Data items
- Opening Delimiter -

//! Destination planning.
//!
//! The `template` option is either a pattern string with placeholders or a
//! custom function. Both are reduced at configuration time to one canonical
//! [`TemplateFn`]; the planner only calls it and anchors the result under the
//! destination root.
//!
//! # Placeholders
//!
//! | placeholder | value |
//! |---|---|
//! | `[path]` | directory of the asset relative to its source root |
//! | `[name]` | file name without extension |
//! | `[hash]` | content hash |
//! | `[ext]`  | lower-cased extension without the dot |
//!
//! Every occurrence of a placeholder is replaced. When the metadata value is
//! empty (a file directly in the source root has an empty `[path]`, a file
//! without extension an empty `[ext]`), the placeholder default from the
//! options is used instead, or nothing if none is configured. Bracketed text
//! that is not one of the four names is kept literally.

use std::collections::HashMap;
use std::fmt;
use std::path::{Component, Path, PathBuf};
use std::sync::Arc;
use tracing::debug;

use crate::asset::AssetMetadata;
use crate::core::AssetError;
use crate::utils::{is_within, normalize_path, to_url_path};

/// Canonical template: maps metadata to a path relative to the destination root.
pub type TemplateFn = Arc<dyn Fn(&AssetMetadata) -> PathBuf + Send + Sync>;

/// The `template` option as supplied by the user.
#[derive(Clone)]
pub enum Template {
    /// Pattern with `[path]`, `[name]`, `[hash]` and `[ext]` placeholders
    Pattern(String),
    /// Arbitrary function returning the destination relative to `dest`
    Custom(TemplateFn),
}

impl fmt::Debug for Template {
    fn fmt(&self, f: &mut fmt::Formatter<'_>) -> fmt::Result {
        match self {
            Self::Pattern(pattern) => f.debug_tuple("Pattern").field(pattern).finish(),
            Self::Custom(_) => f.write_str("Custom(..)"),
        }
    }
}

impl Template {
    /// Reduces the option to its canonical callable form.
    pub fn into_fn(self, defaults: &HashMap<String, String>) -> TemplateFn {
        match self {
            Self::Custom(function) => function,
            Self::Pattern(pattern) => {
                let compiled = CompiledTemplate::compile(&pattern, defaults);
                Arc::new(move |metadata: &AssetMetadata| PathBuf::from(compiled.render(metadata)))
            }
        }
    }
}

#[derive(Debug, Clone, Copy, PartialEq, Eq)]
enum Placeholder {
    Path,
    Name,
    Hash,
    Ext,
}

impl Placeholder {
    fn parse(name: &str) -> Option<Self> {
        match name {
            "path" => Some(Self::Path),
            "name" => Some(Self::Name),
            "hash" => Some(Self::Hash),
            "ext" => Some(Self::Ext),
            _ => None,
        }
    }

    const fn key(self) -> &'static str {
        match self {
            Self::Path => "path",
            Self::Name => "name",
            Self::Hash => "hash",
            Self::Ext => "ext",
        }
    }

    fn value(self, metadata: &AssetMetadata) -> String {
        match self {
            Self::Path => to_url_path(&metadata.relative_dir),
            Self::Name => metadata.base_name.clone(),
            Self::Hash => metadata.content_hash.clone(),
            Self::Ext => metadata.extension.clone(),
        }
    }
}

#[derive(Debug, Clone, PartialEq, Eq)]
enum Segment {
    Literal(String),
    Placeholder {
        placeholder: Placeholder,
        fallback: String,
    },
}

/// A pattern template split into literal text and placeholders.
#[derive(Debug, Clone, PartialEq, Eq)]
pub struct CompiledTemplate {
    segments: Vec<Segment>,
}

impl CompiledTemplate {
    /// Compiles `pattern`, capturing placeholder defaults by name.
    #[must_use]
    pub fn compile(pattern: &str, defaults: &HashMap<String, String>) -> Self {
        let mut segments = Vec::new();
        let mut literal = String::new();
        let mut rest = pattern;

        while let Some(open) = rest.find('[') {
            let after_open = &rest[open + 1..];
            let placeholder = after_open
                .find(']')
                .and_then(|close| Placeholder::parse(&after_open[..close]).map(|p| (p, close)));

            match placeholder {
                Some((placeholder, close)) => {
                    literal.push_str(&rest[..open]);
                    if !literal.is_empty() {
                        segments.push(Segment::Literal(std::mem::take(&mut literal)));
                    }
                    segments.push(Segment::Placeholder {
                        placeholder,
                        fallback: defaults.get(placeholder.key()).cloned().unwrap_or_default(),
                    });
                    rest = &after_open[close + 1..];
                }
                None => {
                    literal.push_str(&rest[..=open]);
                    rest = after_open;
                }
            }
        }

        literal.push_str(rest);
        if !literal.is_empty() {
            segments.push(Segment::Literal(literal));
        }

        Self {
            segments,
        }
    }

    /// Substitutes metadata into the template.
    #[must_use]
    pub fn render(&self, metadata: &AssetMetadata) -> String {
        let mut rendered = String::new();
        for segment in &self.segments {
            match segment {
                Segment::Literal(text) => rendered.push_str(text),
                Segment::Placeholder {
                    placeholder,
                    fallback,
                } => {
                    let value = placeholder.value(metadata);
                    if value.is_empty() {
                        rendered.push_str(fallback);
                    } else {
                        rendered.push_str(&value);
                    }
                }
            }
        }
        rendered
    }
}

/// Computes absolute destination paths under the destination root.
pub struct DestinationPlanner<'a> {
    dest: &'a Path,
    template: &'a TemplateFn,
}

impl<'a> DestinationPlanner<'a> {
    /// Creates a planner for `dest` (absolute, normalized) and a canonical template.
    #[must_use]
    pub const fn new(dest: &'a Path, template: &'a TemplateFn) -> Self {
        Self {
            dest,
            template,
        }
    }

    /// Returns the absolute destination for `metadata`.
    ///
    /// Leading separators in the rendered template are dropped, so `/a.png`
    /// and `a.png` both land directly under the root.
    ///
    /// # Errors
    ///
    /// [`AssetError::DestinationOutsideRoot`] when the rendered path climbs out
    /// of the destination root with `..` or resolves to the root itself.
    pub fn plan(&self, metadata: &AssetMetadata) -> Result<PathBuf, AssetError> {
        let rendered = (self.template)(metadata);

        let relative: PathBuf = rendered
            .components()
            .filter(|component| !matches!(component, Component::RootDir | Component::Prefix(_)))
            .collect();
        let destination = normalize_path(&self.dest.join(relative));

        if destination == self.dest || !is_within(self.dest, &destination) {
            return Err(AssetError::DestinationOutsideRoot {
                path: destination,
            });
        }

        debug!("Planned {} -> {}", metadata.absolute_path.display(), destination.display());
        Ok(destination)
    }
}
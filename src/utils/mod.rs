//! Cross-platform path helpers
//!
//! # Modules
//!
//! - [`paths`] - lexical normalization, containment checks and relative paths
//!
//! Rewritten references always use `/` separators, whatever the host uses.

pub mod paths;

pub use paths::{is_within, normalize_path, relative_path, to_url_path};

- Closing Delimiter -

Find every line in the records that holds the word "utils", then state the count alone.

2